2. Interim management finance and treasury
The interim manager Bert Stahlmann is a proven expert in corporate finance. As an interim finance executive, he develops, among other things, viable, customized financing concepts that are crisis-resistant. Deficits in CFO management are quickly recognized and remedied. Funding risks, which – especially in times of crisis – can jeopardize the continued existence of the company, are avoided.
The interim manager draws on an extensive experience in accounting, treasury and risk management. He optimally coordinates the terms of the use of capital (OPEX and CAPEX) and the origin of capital (on-balance and off-balance sheet financing). He finds and combines the types of financing whose costs are below the profitability of the company.

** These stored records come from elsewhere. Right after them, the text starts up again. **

//! Blocking client for the clamd scanning daemon.

use std::fs::File;
use std::io::{self, Read, Write};
use std::path::Path;

use clamber_core::{ClamError, Config, ScanResult};
use tracing::{debug, trace, warn};

use crate::protocol;
use crate::transport::Session;

/// Client for a clamd instance reachable over TCP.
///
/// Holds no connection state: every operation opens a fresh session and
/// closes it before returning, so one client can be shared freely across
/// threads. Keep a single client around rather than rebuilding it per call.
#[derive(Debug, Clone)]
pub struct ClamClient {
    config: Config,
}

impl ClamClient {
    #[must_use]
    pub const fn new(config: Config) -> Self {
        Self { config }
    }

    #[must_use]
    pub const fn config(&self) -> &Config {
        &self.config
    }

    /// Send PING and check for the PONG reply.
    ///
    /// # Errors
    ///
    /// Returns `ClamError::Io` if the daemon is unreachable or the exchange
    /// fails.
    pub fn ping(&self) -> Result<bool, ClamError> {
        self.command_expect(protocol::CMD_PING, protocol::RSP_PONG)
    }

    /// Send a pre-encoded command and compare the reply byte-for-byte
    /// against `expected`.
    ///
    /// # Errors
    ///
    /// Returns `ClamError::Io` if the exchange fails.
    pub fn command_expect(&self, command: &[u8], expected: &[u8]) -> Result<bool, ClamError> {
        Ok(self.send_command(command)? == expected)
    }

    /// Send a pre-encoded command and return the raw reply bytes.
    ///
    /// The reply is everything the daemon writes before closing its side,
    /// still carrying the trailing NUL.
    ///
    /// # Errors
    ///
    /// Returns `ClamError::Io` if the daemon is unreachable or a read or
    /// write fails, including a read timing out.
    pub fn send_command(&self, command: &[u8]) -> Result<Vec<u8>, ClamError> {
        let mut session = self.connect()?;
        session.write_all(command)?;
        session.flush()?;
        let reply = protocol::read_response(&mut session, self.config.read_buffer_size)?;
        debug!(len = reply.len(), "command reply received");
        Ok(reply)
    }

    /// Scan a byte source and classify the daemon's verdict.
    ///
    /// # Errors
    ///
    /// See [`ClamClient::scan_raw`].
    pub fn scan<R: Read>(&self, source: R) -> Result<ScanResult, ClamError> {
        Ok(ScanResult::from_raw(&self.scan_raw(source)?))
    }

    /// Scan a file by path.
    ///
    /// # Errors
    ///
    /// Returns `ClamError::Io` if the file cannot be opened, plus everything
    /// [`ClamClient::scan_raw`] can fail with.
    pub fn scan_path(&self, path: impl AsRef<Path>) -> Result<ScanResult, ClamError> {
        Ok(ScanResult::from_raw(&self.scan_path_raw(path)?))
    }

    /// Scan a file by path, returning the raw reply bytes.
    ///
    /// # Errors
    ///
    /// See [`ClamClient::scan_path`].
    pub fn scan_path_raw(&self, path: impl AsRef<Path>) -> Result<Vec<u8>, ClamError> {
        self.scan_raw(File::open(path)?)
    }

    /// Stream a byte source to the daemon in length-prefixed chunks and
    /// return the raw reply bytes.
    ///
    /// The source is read in `chunk_size` pieces. After every chunk the
    /// session is probed for an unprompted reply: the daemon answers before
    /// the terminator frame only when it has aborted the scan (typically a
    /// stream over its size limit), in which case the upload stops and the
    /// decoded message comes back as `ClamError::Aborted`. Without the probe
    /// the client would keep writing into a dead stream and misreport the
    /// rejection as a broken pipe.
    ///
    /// # Errors
    ///
    /// Returns `ClamError::Aborted` when the daemon cuts the scan short, and
    /// `ClamError::Io` for source, connect, read, or write failures.
    pub fn scan_raw<R: Read>(&self, mut source: R) -> Result<Vec<u8>, ClamError> {
        let mut session = self.connect()?;
        session.write_all(protocol::CMD_INSTREAM)?;
        session.flush()?;

        let mut buffer = vec![0u8; self.config.chunk_size];
        let mut sent: u64 = 0;
        loop {
            let n = fill_chunk(&mut source, &mut buffer)?;
            if n == 0 {
                break;
            }
            protocol::write_chunk(&mut session, &buffer[..n])?;
            sent += n as u64;
            trace!(bytes = n, total = sent, "chunk sent");

            if session.response_pending()? {
                let reply = protocol::read_response(&mut session, self.config.read_buffer_size)?;
                let message = protocol::decode_reply(&reply);
                warn!(%message, sent, "daemon aborted the scan mid-upload");
                return Err(ClamError::Aborted(message));
            }
        }

        protocol::write_end_of_stream(&mut session)?;
        let reply = protocol::read_response(&mut session, self.config.read_buffer_size)?;
        debug!(len = reply.len(), sent, "scan reply received");
        Ok(reply)
    }

    fn connect(&self) -> Result<Session, ClamError> {
        Ok(Session::connect(
            &self.config.host,
            self.config.port,
            self.config.read_timeout,
        )?)
    }
}

/// Read from `source` until `buffer` is full or the source is exhausted.
///
/// A plain `read` may return short; filling the buffer keeps chunk frames at
/// `chunk_size` until the final partial one, so a source of `N` bytes always
/// becomes `ceil(N / chunk_size)` frames.
fn fill_chunk<R: Read>(source: &mut R, buffer: &mut [u8]) -> io::Result<usize> {
    let mut filled = 0;
    while filled < buffer.len() {
        match source.read(&mut buffer[filled..]) {
            Ok(0) => break,
            Ok(n) => filled += n,
            Err(e) if e.kind() == io::ErrorKind::Interrupted => {}
            Err(e) => return Err(e),
        }
    }
    Ok(filled)
}

#[cfg(test)]
mod tests {
    use super::*;

    /// Yields its data a few bytes per `read` call.
    struct Dribble<'a> {
        data: &'a [u8],
        step: usize,
    }

    impl Read for Dribble<'_> {
        fn read(&mut self, buf: &mut [u8]) -> io::Result<usize> {
            let n = self.step.min(self.data.len()).min(buf.len());
            buf[..n].copy_from_slice(&self.data[..n]);
            self.data = &self.data[n..];
            Ok(n)
        }
    }

    #[test]
    fn fill_chunk_coalesces_short_reads() {
        let mut source = Dribble {
            data: &[7u8; 20],
            step: 3,
        };
        let mut buffer = [0u8; 16];
        assert_eq!(fill_chunk(&mut source, &mut buffer).unwrap(), 16);
        assert_eq!(buffer, [7u8; 16]);
        // Remainder comes out on the next fill.
        assert_eq!(fill_chunk(&mut source, &mut buffer).unwrap(), 4);
    }

    #[test]
    fn fill_chunk_reports_exhaustion_as_zero() {
        let mut source = io::Cursor::new(Vec::new());
        let mut buffer = [0u8; 8];
        assert_eq!(fill_chunk(&mut source, &mut buffer).unwrap(), 0);
    }

    #[test]
    fn fill_chunk_propagates_source_errors() {
        struct Broken;
        impl Read for Broken {
            fn read(&mut self, _buf: &mut [u8]) -> io::Result<usize> {
                Err(io::Error::other("source died"))
            }
        }
        let mut buffer = [0u8; 8];
        assert!(fill_chunk(&mut Broken, &mut buffer).is_err());
    }
}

With the implementation of such a tailor-made capital management approach, he lays the foundation for continuous business success.
The facets of the initiated optimizations include efficient controlling, the improvement of treasury processes and the increase in company results. Compared to the costs of the mandate, savings of up to 1.000 percent were repeatedly achieved. The return on equity increases as a direct consequence. This approach also lifts the company's perception and rating on the capital market, which opens up additional capital for increasing efficiency and supporting further growth at more attractive terms and conditions.
3. ESG strategy development from implementation and its controlling to climate neutrality
The term “ESG” has established itself as the standard for sustainability. From the point of view of a CFO or commercial manager, "Corporate Social Responsibility" (CSR) focuses on environmental issues, the "Environment - E", and the associated capital flows. In order to reduce or compensate for CO2 emissions, one can essentially switch to renewable energies completely or invest in the conversion of production to “green”. In addition, the company can make another voluntary contribution to revising its negative carbon footprint by making money available for third-party activities. Alternatives in this aspect are Carbon Avoidance and Carbon Removal.
With Carbon Avoidance, the company buys certificates from project developers who put climate protection projects to avoid and reduce greenhouse gases in place. In order to compensate for unavoidable residual emissions, unconventional measures to remove CO2 from the atmosphere are also necessary, the Carbon Removal. The company can invest in such projects as a so-called balancer and in return receives a credit on its emissions.
Adapted to the individual ESG success factors ("KPI") of the company and the comparison with a broad implementation experience, STAHLMANN RiskFinance Solutions finds the optimal combination of the outlined fields of action. Switching to renewable energy sources is easy, relatively inexpensive and offers the greatest effect on the carbon footprint. Investments in sustainable production are usually lengthy and expensive. In between are the various voluntary forms of attribution of positive climate effects from the activities of third parties. In their evaluation, social aspects and not the costs should be central.
With the implementation of the measures proposed by STAHLMANN, the company gains a resilient investment budget and adapted, controllable processes. In addition, it meets the expectations of its customers for a sustainable supply chain. For the company, there is an image gain in terms of external perception, taking action instead of "greenwashing". The desirable goal of climate neutrality is moving a decisive step closer.